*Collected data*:

-- Opening Marker --

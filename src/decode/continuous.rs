// Continuous decoding: unthresholded brain maps into text.
//
// Three paths live here. `decode_map` projects a query map through a
// trained topic model into term weights. CorrelationDecoder builds one
// meta-analytic reference map per feature at fit time and correlates
// query maps against the stack. CorrelationDistributionDecoder keeps the
// raw per-study maps for each feature instead and reports the Fisher-z
// correlation distribution.
//
// Correlations between whole-brain maps have huge degrees of freedom;
// none of the outputs carry significance semantics.

use std::collections::HashSet;

use anyhow::Result;
use indicatif::{ProgressBar, ProgressStyle};
use ndarray::{Array1, Array2};
use tracing::{debug, info};

use crate::dataset::StudyCollection;
use crate::meta::{EstimatorKind, MetaEstimator, SPECIFICITY_Z};
use crate::model::TopicModel;
use crate::stats::{fisher_z, pearson_rows};
use crate::volume::{MapInput, Masker, VolumeMask};

use super::base::{resolve_features, valid_ids, Decoder, RequiredInput};
use super::engine;
use super::table::{
    CorrelationDistributionTable, CorrelationTable, FeatureDistribution, TermWeightTable,
};

/// Decode a spatial map into term weights through a trained topic model.
///
/// The map is masked to voxel values, folded through p(topic|voxel) into
/// topic weights (optionally rescaled by `topic_priors` at influence
/// `prior_weight`), then projected through p(word|topic) into one weight
/// per vocabulary term. Returns the term table and the topic-weight
/// vector behind it.
pub fn decode_map(
    model: &TopicModel,
    image: &MapInput,
    topic_priors: Option<ndarray::ArrayView1<f64>>,
    prior_weight: f64,
) -> Result<(TermWeightTable, Array1<f64>)> {
    let volume = image.load()?;
    let input_values = model.mask().transform(&volume)?;

    let topic_weights =
        engine::topic_weights_from_map(model, input_values.view(), topic_priors, prior_weight)?;
    let word_weights = model.p_word_g_topic().dot(&topic_weights);

    let table = TermWeightTable::new(model.vocabulary(), word_weights.view())?;
    Ok((table, topic_weights))
}

/// References built by a CorrelationDecoder fit.
#[derive(Debug)]
struct CorrelationReferences {
    features: Vec<String>,
    /// features x voxels reference matrix.
    maps: Array2<f64>,
    masker: VolumeMask,
}

/// Decodes a query map by correlating it against one meta-analytic map
/// per feature.
pub struct CorrelationDecoder {
    /// Features to fit. None selects every annotated feature.
    pub features: Option<Vec<String>>,
    /// Minimum frequency-of-mention for a study to count as associated
    /// with a feature.
    pub frequency_threshold: f64,
    /// Name of the estimator results map used as the reference.
    pub target_image: String,
    estimator: Box<dyn MetaEstimator>,
    fitted: Option<CorrelationReferences>,
}

impl CorrelationDecoder {
    pub fn new(estimator: Box<dyn MetaEstimator>) -> Self {
        Self {
            features: None,
            frequency_threshold: 0.001,
            target_image: SPECIFICITY_Z.to_string(),
            estimator,
            fitted: None,
        }
    }

    /// Features retained by the last fit, in fit order.
    pub fn fitted_features(&self) -> Option<&[String]> {
        self.fitted.as_ref().map(|f| f.features.as_slice())
    }
}

impl Decoder for CorrelationDecoder {
    type Output = CorrelationTable;

    fn required_inputs(&self) -> Vec<RequiredInput> {
        vec![RequiredInput::Coordinates, RequiredInput::Annotations]
    }

    /// Run one meta-analysis per feature and keep the masked result maps
    /// as the reference matrix. Estimator failures abort the fit;
    /// features with zero qualifying studies are logged and dropped.
    fn fit(&mut self, collection: &StudyCollection) -> Result<()> {
        let features = resolve_features(collection, self.features.as_deref())?;
        let valid = valid_ids(collection, &self.required_inputs());

        let pb = ProgressBar::new(features.len() as u64);
        pb.set_style(
            ProgressStyle::default_bar()
                .template("  Meta-analyses [{bar:30}] {pos}/{len} ({eta})")
                .unwrap(),
        );

        let mut retained: Vec<String> = Vec::new();
        let mut rows: Vec<Array1<f64>> = Vec::new();

        for feature in &features {
            let labeled: HashSet<String> = collection
                .get_ids_by_label(feature, self.frequency_threshold)?
                .into_iter()
                .collect();
            // Limit selected studies to studies with valid data
            let feature_ids: Vec<String> = valid
                .iter()
                .filter(|id| labeled.contains(id.as_str()))
                .cloned()
                .collect();

            if feature_ids.is_empty() {
                info!(feature = %feature, "Skipping feature: no qualifying studies");
                pb.inc(1);
                continue;
            }

            let feature_dset = collection.slice(&feature_ids);
            debug!(feature = %feature, studies = feature_ids.len(), "Running meta-analysis");

            let meta_results = match self.estimator.kind() {
                EstimatorKind::SingleGroup => self.estimator.fit(&feature_dset, None)?,
                EstimatorKind::PairedGroup => {
                    let feature_set: HashSet<&str> =
                        feature_ids.iter().map(|s| s.as_str()).collect();
                    let nonfeature_ids: Vec<String> = valid
                        .iter()
                        .filter(|id| !feature_set.contains(id.as_str()))
                        .cloned()
                        .collect();
                    let nonfeature_dset = collection.slice(&nonfeature_ids);
                    self.estimator.fit(&feature_dset, Some(&nonfeature_dset))?
                }
            };

            let feature_data = meta_results.get_map(&self.target_image)?;
            if let Some(first) = rows.first() {
                if feature_data.len() != first.len() {
                    anyhow::bail!(
                        "Reference map for '{}' has {} voxels but earlier maps have {}",
                        feature,
                        feature_data.len(),
                        first.len()
                    );
                }
            }
            retained.push(feature.clone());
            rows.push(feature_data.clone());
            pb.inc(1);
        }
        pb.finish_and_clear();

        let n_voxels = rows.first().map(|r| r.len()).unwrap_or(0);
        let mut maps = Array2::zeros((rows.len(), n_voxels));
        for (i, row) in rows.iter().enumerate() {
            maps.row_mut(i).assign(row);
        }

        info!(
            features = retained.len(),
            voxels = n_voxels,
            "Correlation decoder fitted"
        );
        self.fitted = Some(CorrelationReferences {
            features: retained,
            maps,
            masker: collection.masker().clone(),
        });
        Ok(())
    }

    /// Correlate the query map with every reference map. One row per
    /// retained feature, in fit order.
    fn transform(&self, image: &MapInput) -> Result<CorrelationTable> {
        let fitted = self
            .fitted
            .as_ref()
            .ok_or_else(|| anyhow::anyhow!("CorrelationDecoder must be fitted before transform"))?;

        let volume = image.load()?;
        let img_vec = fitted.masker.transform(&volume)?;
        if fitted.features.is_empty() {
            return CorrelationTable::new(&[], Array1::zeros(0).view());
        }
        let corrs = pearson_rows(img_vec.view(), fitted.maps.view())?;
        CorrelationTable::new(&fitted.features, corrs.view())
    }
}

/// References built by a CorrelationDistributionDecoder fit.
#[derive(Debug)]
struct DistributionReferences {
    features: Vec<String>,
    /// Per feature, the studies x voxels stack of masked study maps.
    stacks: Vec<Array2<f64>>,
    masker: VolumeMask,
}

/// Decodes a query map by correlating it against every study-level map
/// associated with each feature, reporting the Fisher-z distribution.
pub struct CorrelationDistributionDecoder {
    /// Features to fit. None selects every annotated feature.
    pub features: Option<Vec<String>>,
    /// Minimum frequency-of-mention for a study to count as associated
    /// with a feature.
    pub frequency_threshold: f64,
    /// Name of the per-study image to collect.
    pub target_image: String,
    fitted: Option<DistributionReferences>,
}

impl Default for CorrelationDistributionDecoder {
    fn default() -> Self {
        Self {
            features: None,
            frequency_threshold: 0.001,
            target_image: "z".to_string(),
            fitted: None,
        }
    }
}

impl CorrelationDistributionDecoder {
    pub fn new() -> Self {
        Self::default()
    }

    /// Features retained by the last fit, in fit order.
    pub fn fitted_features(&self) -> Option<&[String]> {
        self.fitted.as_ref().map(|f| f.features.as_slice())
    }
}

impl Decoder for CorrelationDistributionDecoder {
    type Output = CorrelationDistributionTable;

    fn required_inputs(&self) -> Vec<RequiredInput> {
        vec![
            RequiredInput::Annotations,
            RequiredInput::Image(self.target_image.clone()),
        ]
    }

    /// Collect and mask the per-study images for each feature. No new
    /// statistical estimation happens here. A feature with no qualifying
    /// images (whether no study matched the label or the matches carry
    /// no image) is logged and dropped.
    fn fit(&mut self, collection: &StudyCollection) -> Result<()> {
        let features = resolve_features(collection, self.features.as_deref())?;
        let valid = valid_ids(collection, &self.required_inputs());
        let masker = collection.masker().clone();

        let mut retained: Vec<String> = Vec::new();
        let mut stacks: Vec<Array2<f64>> = Vec::new();

        for feature in &features {
            let labeled: HashSet<String> = collection
                .get_ids_by_label(feature, self.frequency_threshold)?
                .into_iter()
                .collect();
            let selected_ids: Vec<String> = valid
                .iter()
                .filter(|id| labeled.contains(id.as_str()))
                .cloned()
                .collect();

            let mut vectors: Vec<Array1<f64>> = Vec::new();
            for id in &selected_ids {
                // valid_ids guarantees the image exists for these ids
                if let Some(img) = collection.image(id, &self.target_image) {
                    vectors.push(masker.transform(img)?);
                }
            }

            if vectors.is_empty() {
                info!(feature = %feature, "Skipping feature: no images found");
                continue;
            }

            let n_voxels = vectors[0].len();
            let mut stack = Array2::zeros((vectors.len(), n_voxels));
            for (i, vec) in vectors.iter().enumerate() {
                stack.row_mut(i).assign(vec);
            }
            retained.push(feature.clone());
            stacks.push(stack);
        }

        info!(features = retained.len(), "Distribution decoder fitted");
        self.fitted = Some(DistributionReferences {
            features: retained,
            stacks,
            masker,
        });
        Ok(())
    }

    /// Correlate the query map with each feature's study maps and report
    /// the mean and standard deviation of the Fisher-z coefficients.
    fn transform(&self, image: &MapInput) -> Result<CorrelationDistributionTable> {
        let fitted = self.fitted.as_ref().ok_or_else(|| {
            anyhow::anyhow!("CorrelationDistributionDecoder must be fitted before transform")
        })?;

        let volume = image.load()?;
        let img_vec = fitted.masker.transform(&volume)?;

        let mut rows = Vec::with_capacity(fitted.features.len());
        for (feature, stack) in fitted.features.iter().zip(&fitted.stacks) {
            let corrs = pearson_rows(img_vec.view(), stack.view())?;
            let corrs_z = fisher_z(corrs.view());
            let mean = corrs_z.mean().unwrap_or(0.0);
            let std = corrs_z.std(0.0);
            rows.push(FeatureDistribution {
                feature: feature.clone(),
                mean,
                std,
            });
        }
        CorrelationDistributionTable::new(rows)
    }
}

-- Closing Marker --

Return a copy of each line in the entries that carries the string "EstimatorKind".

*TASK OUTPUT*:
use crate::meta::{EstimatorKind, MetaEstimator, SPECIFICITY_Z};
                EstimatorKind::SingleGroup => self.estimator.fit(&feature_dset, None)?,
                EstimatorKind::PairedGroup => {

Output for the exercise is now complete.